The second important blocker today is computation, both in terms of the computational requirement and the time it takes to create, say, a video – at least four to five minutes. Creatives want it much faster. When we came into this space, we came in with a library called Volta ML, which took image generation on stable diffusion models from 10 seconds to almost a second. We went down to almost 20 frames per second on leading GPUs. That changed the game – you could literally type and get outputs in real time. The possibilities that opened up for creators thrilled them. The same thing is lacking today in videos, and even in most image models, none of them are real time. Most take five to 10 seconds. If you use Dall-E today, you’ll see that on average, it takes 10 to 20 seconds to generate an image, and that still holds back the usage of this model at scale. These are the two important factors I feel will improve over the next few years.

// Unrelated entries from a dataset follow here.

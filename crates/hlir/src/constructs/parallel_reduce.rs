//! The parallel-reduce construct.
//!
//! A reduce has two emitter-visible functions. The *body* runs once per
//! index like a parallel-for body, but instead of an epilogue it leaves
//! that iteration's contribution in `reduce_var` and returns it. The
//! *combine* function folds two partial results into one; the emitter
//! fills its (empty) entry block with an associative operator and a
//! return. Lowering fans the index range out over worker slices, folds
//! each slice with `combine`, and folds the slice totals again after the
//! await, so a non-associative operator produces nonsense by contract.

use std::cell::Cell;

use inkwell::AddressSpace;
use inkwell::builder::Builder;
use inkwell::context::Context;
use inkwell::module::Module;
use inkwell::types::{BasicType, BasicTypeEnum};
use inkwell::values::{
    BasicValue, BasicValueEnum, FunctionValue, InstructionValue, IntValue, PointerValue,
};

use crate::diagnostics::{Diagnostic, LowerResult};
use crate::runtime_decls::declare_noop;

/// Zero of the reduce type; seeds the result slot so an empty range
/// reduces to zero rather than garbage.
pub(crate) fn const_zero<'ctx>(ty: BasicTypeEnum<'ctx>) -> LowerResult<BasicValueEnum<'ctx>> {
    Ok(match ty {
        BasicTypeEnum::IntType(t) => t.const_zero().into(),
        BasicTypeEnum::FloatType(t) => t.const_zero().into(),
        BasicTypeEnum::PointerType(t) => t.const_null().into(),
        other => {
            return Err(Diagnostic::simple(format!(
                "unsupported reduce type {:?}",
                other
            )));
        }
    })
}

pub struct HlirParallelReduce<'ctx> {
    name: String,
    body: FunctionValue<'ctx>,
    combine: FunctionValue<'ctx>,
    reduce_ty: BasicTypeEnum<'ctx>,
    /// Per-iteration accumulator slot in the body's frame.
    reduce_var: PointerValue<'ctx>,
    index_ptr: PointerValue<'ctx>,
    args_ptr: PointerValue<'ctx>,
    /// The final load of `reduce_var`; the emitter writes the iteration's
    /// code immediately before it.
    insertion: InstructionValue<'ctx>,
    args_insertion: InstructionValue<'ctx>,
    noop: FunctionValue<'ctx>,
    marker: Cell<Option<InstructionValue<'ctx>>>,
    range: Cell<Option<(IntValue<'ctx>, IntValue<'ctx>)>>,
    result_ptr: Cell<Option<PointerValue<'ctx>>>,
}

impl<'ctx> HlirParallelReduce<'ctx> {
    pub(crate) fn build(
        context: &'ctx Context,
        module: &Module<'ctx>,
        name: String,
        reduce_ty: BasicTypeEnum<'ctx>,
    ) -> LowerResult<Self> {
        // Reject types with no zero up front rather than at marker time.
        const_zero(reduce_ty)?;
        let noop = declare_noop(context, module);

        let ptr = context.i8_type().ptr_type(AddressSpace::default());
        let i32_t = context.i32_type();

        let body_ty = reduce_ty.fn_type(&[ptr.into()], false);
        let body = module.add_function(&format!("hlir.parallel_reduce.body.{}", name), body_ty, None);

        let b = context.create_builder();
        let entry = context.append_basic_block(body, "entry");
        b.position_at_end(entry);

        let reduce_var = b.build_alloca(reduce_ty, "reduce.var")?;

        let triple_ty = context.struct_type(&[ptr.into(), i32_t.into(), ptr.into()], false);
        let triple_raw = body
            .get_nth_param(0)
            .ok_or_else(|| Diagnostic::simple("body function lost its argument"))?
            .into_pointer_value();
        let triple = b.build_pointer_cast(
            triple_raw,
            triple_ty.ptr_type(AddressSpace::default()),
            "triple",
        )?;
        let index_ptr = b.build_struct_gep(triple, 1, "index.ptr")?;
        let args_slot = b.build_struct_gep(triple, 2, "funcargs.slot")?;
        let args_ptr = b.build_load(args_slot, "funcargs.ptr")?.into_pointer_value();

        let args_insertion = b
            .build_call(noop, &[], "")?
            .try_as_basic_value()
            .right()
            .ok_or_else(|| Diagnostic::simple("anchor call yielded a value"))?;

        let ret_val = b.build_load(reduce_var, "reduce.ret")?;
        let insertion = ret_val
            .as_instruction_value()
            .ok_or_else(|| Diagnostic::simple("return load is not an instruction"))?;
        b.build_return(Some(&ret_val))?;

        // The combine skeleton: `T combine(T, T)` with an empty entry
        // block the emitter must terminate with `ret`.
        let combine_ty = reduce_ty.fn_type(&[reduce_ty.into(), reduce_ty.into()], false);
        let combine = module.add_function(
            &format!("hlir.parallel_reduce.combine.{}", name),
            combine_ty,
            None,
        );
        context.append_basic_block(combine, "entry");

        Ok(HlirParallelReduce {
            name,
            body,
            combine,
            reduce_ty,
            reduce_var,
            index_ptr,
            args_ptr,
            insertion,
            args_insertion,
            noop,
            marker: Cell::new(None),
            range: Cell::new(None),
            result_ptr: Cell::new(None),
        })
    }

    pub fn name(&self) -> &str {
        &self.name
    }

    pub fn body(&self) -> FunctionValue<'ctx> {
        self.body
    }

    /// The two-argument fold function. Its entry block is empty; the
    /// emitter writes the operator and the return.
    pub fn combine(&self) -> FunctionValue<'ctx> {
        self.combine
    }

    pub fn reduce_ty(&self) -> BasicTypeEnum<'ctx> {
        self.reduce_ty
    }

    /// The iteration's accumulator slot; the body stores its contribution
    /// for the current index here.
    pub fn reduce_var(&self) -> PointerValue<'ctx> {
        self.reduce_var
    }

    pub fn index_ptr(&self) -> PointerValue<'ctx> {
        self.index_ptr
    }

    pub fn args(&self) -> PointerValue<'ctx> {
        self.args_ptr
    }

    pub fn insertion(&self) -> InstructionValue<'ctx> {
        self.insertion
    }

    pub(crate) fn args_insertion(&self) -> InstructionValue<'ctx> {
        self.args_insertion
    }

    /// Plants the launch marker and reserves the caller-side result slot,
    /// zero-initialized so an empty range reduces to zero. After the
    /// marker, the emitter reads the reduction out of
    /// [`result_ptr`](Self::result_ptr).
    pub fn insert_marker(&self, builder: &Builder<'ctx>) -> LowerResult<()> {
        let result = builder.build_alloca(self.reduce_ty, "reduce.result")?;
        builder.build_store(result, const_zero(self.reduce_ty)?)?;
        let marker = builder
            .build_call(self.noop, &[], "")?
            .try_as_basic_value()
            .right()
            .ok_or_else(|| Diagnostic::simple("marker call yielded a value"))?;
        self.result_ptr.set(Some(result));
        self.marker.set(Some(marker));
        Ok(())
    }

    pub fn set_range(&self, start: IntValue<'ctx>, end: IntValue<'ctx>) {
        self.range.set(Some((start, end)));
    }

    /// Caller-side slot holding the final reduction once the lowered
    /// region has run. Present after [`insert_marker`](Self::insert_marker).
    pub fn result_ptr(&self) -> Option<PointerValue<'ctx>> {
        self.result_ptr.get()
    }

    pub(crate) fn marker(&self) -> Option<InstructionValue<'ctx>> {
        self.marker.get()
    }

    pub(crate) fn range(&self) -> Option<(IntValue<'ctx>, IntValue<'ctx>)> {
        self.range.get()
    }
}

AIM Media House: What advancements are needed for Generative AI applications to integrate with technologies like AR/VR in the future? Considering the current limitations with AR/VR device costs, if these become more affordable, how might these technologies merge? What other factors and trends are crucial for further evolution in this space?
“I see a world where, 10 years from now, you could be having games where your environment is completely generated according to your scenarios, while my environment is generated based on my scenarios”
Rohit Ramesh: Eventually, I’m sure generative AI will make its way into AR/VR, but I think they’re two different new-gen technologies trying to evolve on their own. They will meet somewhere. A lot of use cases are already being powered by Gen AI models on AR/VR use cases. But since both are new technologies, they need to evolve independently before one uses the other. Having said that, I’ve seen many use cases where people are generating real-time environments, characters, virtual characters, user interfaces, using generative AI models. Today, it’s usually a setup where these models are created beforehand on a powerful machine, and then the real-time environment generator creates the environment, which is eventually used in an AR/VR setup. Once these models are nimbler and smaller, and the processing power on these headset devices improves, you’ll see these models directly deployed on the devices, creating these environments in real-time. I see a world where, 10 years from now, you could be having games where your environment is completely generated according to your scenarios, while my environment is generated based on my scenarios. I can generate my own characters and so forth. But I think there’s still some more time before we see that.